Assignment
If a line holds the word "this", copy it from the entries.

Data shown START

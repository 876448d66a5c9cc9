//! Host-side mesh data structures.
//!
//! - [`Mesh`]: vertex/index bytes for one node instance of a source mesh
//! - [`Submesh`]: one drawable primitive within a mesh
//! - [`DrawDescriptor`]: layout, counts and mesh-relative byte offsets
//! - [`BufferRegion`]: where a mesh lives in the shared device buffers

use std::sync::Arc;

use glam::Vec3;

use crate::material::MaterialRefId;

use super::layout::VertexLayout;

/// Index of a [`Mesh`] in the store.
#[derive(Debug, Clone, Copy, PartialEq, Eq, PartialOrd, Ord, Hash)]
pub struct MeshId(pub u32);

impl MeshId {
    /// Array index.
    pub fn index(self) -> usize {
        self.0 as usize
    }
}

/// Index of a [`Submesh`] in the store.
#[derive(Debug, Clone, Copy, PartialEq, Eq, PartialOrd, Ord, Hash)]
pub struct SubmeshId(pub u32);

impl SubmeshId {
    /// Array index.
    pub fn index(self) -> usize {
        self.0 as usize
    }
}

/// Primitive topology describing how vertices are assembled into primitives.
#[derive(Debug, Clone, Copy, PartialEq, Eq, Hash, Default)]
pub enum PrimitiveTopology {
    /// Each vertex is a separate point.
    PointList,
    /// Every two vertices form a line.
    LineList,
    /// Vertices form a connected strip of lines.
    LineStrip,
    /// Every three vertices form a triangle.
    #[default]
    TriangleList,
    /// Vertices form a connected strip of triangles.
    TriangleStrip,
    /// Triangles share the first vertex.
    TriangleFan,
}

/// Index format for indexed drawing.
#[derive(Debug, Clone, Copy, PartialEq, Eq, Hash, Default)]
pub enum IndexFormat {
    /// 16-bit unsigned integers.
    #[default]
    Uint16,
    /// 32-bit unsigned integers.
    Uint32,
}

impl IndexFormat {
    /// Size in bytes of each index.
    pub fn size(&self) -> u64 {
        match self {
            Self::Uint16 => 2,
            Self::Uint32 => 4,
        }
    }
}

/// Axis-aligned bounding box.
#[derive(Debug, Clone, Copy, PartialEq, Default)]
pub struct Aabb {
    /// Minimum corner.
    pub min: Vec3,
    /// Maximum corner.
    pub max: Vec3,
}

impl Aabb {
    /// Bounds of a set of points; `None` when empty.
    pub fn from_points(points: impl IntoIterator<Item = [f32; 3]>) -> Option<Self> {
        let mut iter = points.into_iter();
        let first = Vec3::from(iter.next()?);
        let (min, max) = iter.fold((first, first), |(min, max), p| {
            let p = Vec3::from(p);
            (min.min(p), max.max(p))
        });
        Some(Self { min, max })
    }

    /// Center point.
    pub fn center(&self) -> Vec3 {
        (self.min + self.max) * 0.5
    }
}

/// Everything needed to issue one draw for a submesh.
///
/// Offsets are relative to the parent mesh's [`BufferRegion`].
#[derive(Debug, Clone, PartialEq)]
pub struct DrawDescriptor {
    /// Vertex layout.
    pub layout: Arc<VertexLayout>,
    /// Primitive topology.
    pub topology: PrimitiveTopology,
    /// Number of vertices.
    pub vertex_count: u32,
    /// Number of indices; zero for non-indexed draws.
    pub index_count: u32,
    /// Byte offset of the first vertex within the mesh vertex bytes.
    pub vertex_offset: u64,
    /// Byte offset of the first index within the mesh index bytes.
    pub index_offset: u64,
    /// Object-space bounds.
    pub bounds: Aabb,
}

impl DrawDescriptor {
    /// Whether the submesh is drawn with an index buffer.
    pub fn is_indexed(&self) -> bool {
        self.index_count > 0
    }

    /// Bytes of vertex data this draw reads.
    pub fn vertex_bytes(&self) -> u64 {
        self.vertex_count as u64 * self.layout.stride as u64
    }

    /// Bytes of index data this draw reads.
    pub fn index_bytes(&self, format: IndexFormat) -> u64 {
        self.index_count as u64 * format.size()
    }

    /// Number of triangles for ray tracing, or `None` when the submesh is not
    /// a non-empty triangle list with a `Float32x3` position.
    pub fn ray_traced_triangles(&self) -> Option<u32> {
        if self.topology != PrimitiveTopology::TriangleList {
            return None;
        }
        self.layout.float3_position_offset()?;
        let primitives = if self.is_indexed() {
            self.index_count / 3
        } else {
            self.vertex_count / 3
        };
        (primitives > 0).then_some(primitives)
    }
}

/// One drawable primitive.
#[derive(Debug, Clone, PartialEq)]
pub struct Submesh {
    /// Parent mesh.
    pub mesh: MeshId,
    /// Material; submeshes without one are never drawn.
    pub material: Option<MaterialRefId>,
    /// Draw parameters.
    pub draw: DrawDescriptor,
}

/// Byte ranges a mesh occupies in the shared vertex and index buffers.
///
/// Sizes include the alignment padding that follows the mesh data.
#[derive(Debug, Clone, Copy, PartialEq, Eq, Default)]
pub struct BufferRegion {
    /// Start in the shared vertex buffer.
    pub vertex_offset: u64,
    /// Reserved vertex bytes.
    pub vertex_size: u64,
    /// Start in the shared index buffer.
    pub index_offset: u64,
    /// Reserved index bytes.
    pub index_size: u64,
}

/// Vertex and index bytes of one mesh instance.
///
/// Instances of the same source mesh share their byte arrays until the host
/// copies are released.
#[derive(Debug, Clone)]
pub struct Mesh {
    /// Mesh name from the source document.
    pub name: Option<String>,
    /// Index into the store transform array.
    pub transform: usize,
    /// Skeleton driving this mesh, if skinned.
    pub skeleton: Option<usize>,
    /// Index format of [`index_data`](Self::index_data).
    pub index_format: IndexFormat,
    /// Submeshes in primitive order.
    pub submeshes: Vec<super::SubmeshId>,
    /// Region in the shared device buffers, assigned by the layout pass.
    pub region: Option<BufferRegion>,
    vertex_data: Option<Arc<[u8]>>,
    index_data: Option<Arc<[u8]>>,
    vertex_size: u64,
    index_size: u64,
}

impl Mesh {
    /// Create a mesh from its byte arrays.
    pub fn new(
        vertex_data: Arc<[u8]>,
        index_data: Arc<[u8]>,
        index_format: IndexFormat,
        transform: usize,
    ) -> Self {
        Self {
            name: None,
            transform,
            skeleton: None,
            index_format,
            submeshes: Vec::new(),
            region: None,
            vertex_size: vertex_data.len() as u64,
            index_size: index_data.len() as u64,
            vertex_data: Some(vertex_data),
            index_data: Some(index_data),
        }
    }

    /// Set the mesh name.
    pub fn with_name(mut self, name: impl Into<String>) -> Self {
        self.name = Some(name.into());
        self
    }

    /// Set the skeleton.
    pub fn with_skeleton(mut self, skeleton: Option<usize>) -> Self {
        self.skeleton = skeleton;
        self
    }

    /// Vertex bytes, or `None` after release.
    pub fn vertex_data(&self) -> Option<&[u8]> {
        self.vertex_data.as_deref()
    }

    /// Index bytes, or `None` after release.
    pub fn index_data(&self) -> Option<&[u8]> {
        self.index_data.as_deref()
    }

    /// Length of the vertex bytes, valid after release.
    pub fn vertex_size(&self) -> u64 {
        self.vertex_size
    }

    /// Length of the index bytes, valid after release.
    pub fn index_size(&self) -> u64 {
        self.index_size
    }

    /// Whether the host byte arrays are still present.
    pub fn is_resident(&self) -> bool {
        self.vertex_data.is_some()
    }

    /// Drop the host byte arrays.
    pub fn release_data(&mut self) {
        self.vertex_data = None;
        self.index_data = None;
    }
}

Data shown END
Data shown START

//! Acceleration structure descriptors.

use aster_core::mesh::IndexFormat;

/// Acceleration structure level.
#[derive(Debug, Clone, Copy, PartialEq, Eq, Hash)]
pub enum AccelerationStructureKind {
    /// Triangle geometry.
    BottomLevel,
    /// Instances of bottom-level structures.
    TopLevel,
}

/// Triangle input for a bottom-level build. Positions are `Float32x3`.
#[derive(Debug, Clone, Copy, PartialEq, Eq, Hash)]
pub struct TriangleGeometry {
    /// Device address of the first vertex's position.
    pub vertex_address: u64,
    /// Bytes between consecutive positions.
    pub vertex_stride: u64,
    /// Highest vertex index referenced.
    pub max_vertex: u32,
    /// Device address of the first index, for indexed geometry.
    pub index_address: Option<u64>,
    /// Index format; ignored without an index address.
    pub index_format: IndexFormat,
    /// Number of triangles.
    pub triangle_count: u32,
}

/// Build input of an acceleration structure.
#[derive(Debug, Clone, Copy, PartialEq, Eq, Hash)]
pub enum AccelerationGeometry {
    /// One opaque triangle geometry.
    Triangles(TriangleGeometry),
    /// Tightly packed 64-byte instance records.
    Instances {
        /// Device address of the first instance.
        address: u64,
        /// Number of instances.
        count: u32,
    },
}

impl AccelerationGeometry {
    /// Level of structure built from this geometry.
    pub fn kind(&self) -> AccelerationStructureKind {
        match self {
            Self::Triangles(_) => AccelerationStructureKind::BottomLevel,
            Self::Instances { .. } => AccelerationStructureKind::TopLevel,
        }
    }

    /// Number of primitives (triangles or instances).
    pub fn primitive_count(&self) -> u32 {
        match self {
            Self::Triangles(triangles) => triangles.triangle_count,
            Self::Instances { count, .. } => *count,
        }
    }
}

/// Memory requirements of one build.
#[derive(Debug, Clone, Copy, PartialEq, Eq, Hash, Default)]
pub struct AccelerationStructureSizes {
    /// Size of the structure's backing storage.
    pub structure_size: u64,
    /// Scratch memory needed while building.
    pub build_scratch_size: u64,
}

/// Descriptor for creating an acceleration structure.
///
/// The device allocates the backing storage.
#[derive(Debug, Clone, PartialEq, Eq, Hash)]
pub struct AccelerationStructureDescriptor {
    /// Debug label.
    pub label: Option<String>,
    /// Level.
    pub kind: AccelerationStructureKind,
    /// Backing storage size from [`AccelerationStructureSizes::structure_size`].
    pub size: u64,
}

Data shown END

Written solution
    /// Bytes of vertex data this draw reads.
    /// Bytes of index data this draw reads.
    /// Skeleton driving this mesh, if skinned.
    /// Level of structure built from this geometry.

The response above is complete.